:: Provided entries

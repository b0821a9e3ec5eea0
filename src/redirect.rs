//! Redirect Handling
//!
//! By default, a client follows HTTP redirects (301, 302, 303, 307, 308)
//! up to a maximum chain of 20 hops, per the Fetch rules. Use
//! [`RedirectMode`] and [`RequestBuilder::follow`](crate::RequestBuilder::follow)
//! to change this per request.

use std::{error::Error as StdError, fmt, str};

use http::{
    header::{
        HeaderMap, HeaderValue, AUTHORIZATION, CONTENT_ENCODING, CONTENT_LENGTH, CONTENT_TYPE,
        COOKIE, LOCATION, PROXY_AUTHORIZATION, TRANSFER_ENCODING, WWW_AUTHENTICATE,
    },
    Method, StatusCode,
};
use log::debug;
use url::Url;

/// How a 3xx response is handled.
#[derive(Debug, Clone, Copy, PartialEq, Eq, Default)]
pub enum RedirectMode {
    /// Follow redirects up to the configured hop limit.
    #[default]
    Follow,
    /// Return the 3xx response with its `location` header resolved to an
    /// absolute URL.
    Manual,
    /// Fail any redirect with an error.
    Error,
}

/// What to do with the request when following one redirect hop.
#[derive(Debug, PartialEq, Eq)]
pub(crate) enum Step {
    /// Keep the method and resend the body.
    KeepMethod,
    /// Switch to `GET`, drop the body and its entity headers.
    RewriteToGet,
}

pub(crate) fn is_redirect(status: StatusCode) -> bool {
    matches!(
        status,
        StatusCode::MOVED_PERMANENTLY
            | StatusCode::FOUND
            | StatusCode::SEE_OTHER
            | StatusCode::TEMPORARY_REDIRECT
            | StatusCode::PERMANENT_REDIRECT
    )
}

/// Decides how one redirect hop treats the request: a 303 always becomes
/// a `GET`, as does a `POST` answered with 301 or 302; everything else
/// keeps its method and body.
pub(crate) fn step(status: StatusCode, method: &Method) -> Step {
    match status {
        StatusCode::SEE_OTHER => Step::RewriteToGet,
        StatusCode::MOVED_PERMANENTLY | StatusCode::FOUND if *method == Method::POST => {
            Step::RewriteToGet
        }
        _ => Step::KeepMethod,
    }
}

/// Resolves the response's `location` header against the request URL.
/// Returns `None` when the header is missing or unusable.
pub(crate) fn location(url: &Url, headers: &HeaderMap) -> Option<Url> {
    let value = headers.get(LOCATION)?;
    // Some sites send a utf-8 location header even though the bytes are
    // supposed to be opaque; insist on utf-8 here.
    let loc = str::from_utf8(value.as_bytes()).ok()?;
    match url.join(loc) {
        Ok(loc) => Some(loc),
        Err(e) => {
            debug!("location header had an invalid url ({loc:?}): {e}");
            None
        }
    }
}

/// Rewrites the `location` header of a response returned in `Manual`
/// mode so the caller always sees an absolute URL.
pub(crate) fn absolutize_location(url: &Url, headers: &mut HeaderMap) {
    if let Some(loc) = location(url, headers) {
        if let Ok(value) = HeaderValue::from_str(loc.as_str()) {
            headers.insert(LOCATION, value);
        }
    }
}

/// Strips the entity headers describing a body that a rewritten-to-GET
/// hop no longer sends.
pub(crate) fn remove_body_headers(headers: &mut HeaderMap) {
    for header in &[
        TRANSFER_ENCODING,
        CONTENT_ENCODING,
        CONTENT_TYPE,
        CONTENT_LENGTH,
    ] {
        headers.remove(header);
    }
}

/// Strips credentials when a redirect hops across origins.
pub(crate) fn remove_sensitive_headers(headers: &mut HeaderMap, next: &Url, previous: &Url) {
    let cross_host = next.host_str() != previous.host_str()
        || next.port_or_known_default() != previous.port_or_known_default()
        || next.scheme() != previous.scheme();
    if cross_host {
        headers.remove(AUTHORIZATION);
        headers.remove(COOKIE);
        headers.remove("cookie2");
        headers.remove(PROXY_AUTHORIZATION);
        headers.remove(WWW_AUTHENTICATE);
    }
}

#[derive(Debug)]
pub(crate) struct NoRedirect;

impl fmt::Display for NoRedirect {
    fn fmt(&self, f: &mut fmt::Formatter<'_>) -> fmt::Result {
        f.write_str("redirect mode is set to error")
    }
}

impl StdError for NoRedirect {}

#[derive(Debug)]
pub(crate) struct TooManyRedirects;

impl fmt::Display for TooManyRedirects {
    fn fmt(&self, f: &mut fmt::Formatter<'_>) -> fmt::Result {
        f.write_str("maximum redirect reached")
    }
}

impl StdError for TooManyRedirects {}

#[derive(Debug)]
pub(crate) struct UnsupportedRedirect;

impl fmt::Display for UnsupportedRedirect {
    fn fmt(&self, f: &mut fmt::Formatter<'_>) -> fmt::Result {
        f.write_str("streamed request body cannot be replayed")
    }
}

impl StdError for UnsupportedRedirect {}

::::

Required work - Provide a count of the lines in the data above that include the word "UnsupportedRedirect", stating the number alone.

Written solution - 3